[Info-vax] Assembly languages, was: Re: OT: PDP-11 history in arstechnica
Simon Clubley
clubley at remove_me.eisner.decus.org-Earth.UFP
Fri Mar 18 15:22:07 EDT 2022
On 2022-03-18, Johnny Billquist <bqt at softjar.se> wrote:
> On 2022-03-17 01:48, Simon Clubley wrote:
>> On 2022-03-16, Rich Alderson <news at alderson.users.panix.com> wrote:
>>>
>>> ALL the PDP-10 mnemonics for instructions which access memory have the same
>>> form (taking MOVE as a canonical example):
>>>
>>> MOVE load accumulator with contents of memory at effective address
>>> MOVEI load accumulator with immediate effective address calculation
>>> MOVES load accumulator with swapped halfwords of contents of memory
>>> at effective address
>>> MOVEM store accumulator into memory at effective address
>>>
>>> Look at the last character of the instruction. You don't even have to remember
>>> the difference between "load" and "store".
>>>
>>
>> Doesn't anyone else find it strange that the mnemonic across all
>> architectures is some variant of MOVE or MOV instead of COPY or CPY ?
>
> You mean across all of these two (or three) DEC architectures (PDP-10,
> PDP-11 and VAX)?
>
> Because some others use LOAD, LD, or some variant thereof. And then you
> have (as mentioned) the PDP-8 which only have TAD (two complement add),
> so if you want to read something out of memory, you better make sure the
> AC is 0 before you do.
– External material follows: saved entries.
// ==========================================
// 定制制造扩展 - 工作站数据仓储
// ==========================================
// 红线: Repository 不含业务逻辑
// 红线: 累计数量只通过单条 UPDATE 语句增减 (存储层读改写)，
//       并且不修改 modified 字段
// ==========================================

use crate::domain::workstation::Workstation;
use crate::repository::error::{RepositoryError, RepositoryResult};
use rusqlite::{params, Connection, OptionalExtension, Result as SqliteResult, Row};
use std::sync::{Arc, Mutex};

const SELECT_COLUMNS: &str = r#"
    SELECT
        name, workstation_type, plant_floor,
        IFNULL(worked_quantity, 0), IFNULL(quantity_before_replacement, 0)
    FROM workstation
"#;

// ==========================================
// WorkstationRepository - 工作站仓储
// ==========================================
pub struct WorkstationRepository {
    conn: Arc<Mutex<Connection>>,
}

impl WorkstationRepository {
    /// 从已有连接创建仓储实例
    pub fn from_connection(conn: Arc<Mutex<Connection>>) -> Self {
        Self { conn }
    }

    /// 获取数据库连接
    fn get_conn(&self) -> RepositoryResult<std::sync::MutexGuard<Connection>> {
        self.conn
            .lock()
            .map_err(|e| RepositoryError::LockError(e.to_string()))
    }

    fn map_row(row: &Row<'_>) -> SqliteResult<Workstation> {
        Ok(Workstation {
            name: row.get(0)?,
            workstation_type: row.get(1)?,
            plant_floor: row.get(2)?,
            worked_quantity: row.get(3)?,
            quantity_before_replacement: row.get(4)?,
        })
    }

    /// 新建工作站
    pub fn insert(&self, ws: &Workstation) -> RepositoryResult<()> {
        let conn = self.get_conn()?;
        conn.execute(
            r#"
            INSERT INTO workstation (
                name, workstation_type, plant_floor,
                worked_quantity, quantity_before_replacement
            ) VALUES (?1, ?2, ?3, ?4, ?5)
            "#,
            params![
                ws.name,
                ws.workstation_type,
                ws.plant_floor,
                ws.worked_quantity,
                ws.quantity_before_replacement,
            ],
        )?;
        Ok(())
    }

    /// 按名称查询
    pub fn find_by_name(&self, name: &str) -> RepositoryResult<Option<Workstation>> {
        let conn = self.get_conn()?;
        let sql = format!("{} WHERE name = ?1", SELECT_COLUMNS);
        let ws = conn
            .query_row(&sql, params![name], Self::map_row)
            .optional()?;
        Ok(ws)
    }

    /// 工作站是否存在
    pub fn exists(&self, name: &str) -> RepositoryResult<bool> {
        let conn = self.get_conn()?;
        let found = conn
            .query_row(
                "SELECT 1 FROM workstation WHERE name = ?1 LIMIT 1",
                params![name],
                |_row| Ok(true),
            )
            .optional()?
            .unwrap_or(false);
        Ok(found)
    }

    /// 读取累计数量
    ///
    /// # 返回
    /// - Ok(Some(v)): 工作站存在（NULL 视为 0）
    /// - Ok(None): 工作站不存在
    pub fn get_worked_quantity(&self, name: &str) -> RepositoryResult<Option<f64>> {
        Self::get_worked_quantity_on(&*self.get_conn()?, name)
    }

    pub fn get_worked_quantity_on(conn: &Connection, name: &str) -> RepositoryResult<Option<f64>> {
        let value = conn
            .query_row(
                "SELECT IFNULL(worked_quantity, 0) FROM workstation WHERE name = ?1",
                params![name],
                |row| row.get::<_, f64>(0),
            )
            .optional()?;
        Ok(value)
    }

    /// 原子增减累计数量（下限为 0）
    ///
    /// 单条语句完成读改写，并发提交不会丢失更新
    ///
    /// # 返回
    /// 受影响行数（工作站不存在时为 0）
    pub fn increment_worked_quantity(&self, name: &str, delta: f64) -> RepositoryResult<usize> {
        Self::increment_worked_quantity_on(&*self.get_conn()?, name, delta)
    }

    pub fn increment_worked_quantity_on(
        conn: &Connection,
        name: &str,
        delta: f64,
    ) -> RepositoryResult<usize> {
        let affected = conn.execute(
            r#"
            UPDATE workstation
            SET worked_quantity = MAX(IFNULL(worked_quantity, 0) + ?1, 0)
            WHERE name = ?2
            "#,
            params![delta, name],
        )?;
        Ok(affected)
    }

    /// 直接写入累计数量（保养清零/恢复）
    ///
    /// # 返回
    /// 受影响行数（工作站不存在时为 0）
    pub fn set_worked_quantity(&self, name: &str, value: f64) -> RepositoryResult<usize> {
        Self::set_worked_quantity_on(&*self.get_conn()?, name, value)
    }

    pub fn set_worked_quantity_on(conn: &Connection, name: &str, value: f64) -> RepositoryResult<usize> {
        let affected = conn.execute(
            "UPDATE workstation SET worked_quantity = ?1 WHERE name = ?2",
            params![value, name],
        )?;
        Ok(affected)
    }

    /// 查询车间内的工作站（按名称排序）
    pub fn find_by_plant(&self, plant_floor: &str) -> RepositoryResult<Vec<Workstation>> {
        Self::find_by_plant_on(&*self.get_conn()?, plant_floor)
    }

    pub fn find_by_plant_on(conn: &Connection, plant_floor: &str) -> RepositoryResult<Vec<Workstation>> {
        let sql = format!("{} WHERE plant_floor = ?1 ORDER BY name ASC", SELECT_COLUMNS);
        let mut stmt = conn.prepare(&sql)?;
        let rows = stmt
            .query_map(params![plant_floor], Self::map_row)?
            .collect::<SqliteResult<Vec<_>>>()?;
        Ok(rows)
    }

    /// 查询全部工作站（可按车间过滤，按车间、名称排序）
    pub fn list(&self, plant_floor: Option<&str>) -> RepositoryResult<Vec<Workstation>> {
        let conn = self.get_conn()?;
        let rows = match plant_floor {
            Some(plant) => {
                let sql = format!("{} WHERE plant_floor = ?1 ORDER BY plant_floor, name", SELECT_COLUMNS);
                let mut stmt = conn.prepare(&sql)?;
                let rows = stmt
                    .query_map(params![plant], Self::map_row)?
                    .collect::<SqliteResult<Vec<_>>>()?;
                rows
            }
            None => {
                let sql = format!("{} ORDER BY plant_floor, name", SELECT_COLUMNS);
                let mut stmt = conn.prepare(&sql)?;
                let rows = stmt
                    .query_map([], Self::map_row)?
                    .collect::<SqliteResult<Vec<_>>>()?;
                rows
            }
        };
        Ok(rows)
    }

    /// 读取 modified 时间戳（用于校验业务写入不改动它）
    pub fn get_modified(&self, name: &str) -> RepositoryResult<Option<String>> {
        let conn = self.get_conn()?;
        let value = conn
            .query_row(
                "SELECT modified FROM workstation WHERE name = ?1",
                params![name],
                |row| row.get::<_, String>(0),
            )
            .optional()?;
        Ok(value)
    }
}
Which of course is helped by the store
> instruction which implicitly also clears the AC (DCA - Deposit and Clear
> AC).
> And there are other things out there as well, if we talk about "all
> architectures".
>
Yes, but that doesn't change my point that with every architecture
I know (both DEC and non-DEC) that uses a MOV/MOVE mnemonic variant,
then MOV/MOVE is actually a copy to destination instead as the source
is not destroyed during the copy.
Simon.
--
Simon Clubley, clubley at remove_me.eisner.decus.org-Earth.UFP
Walking destinations on a map are further away than they appear.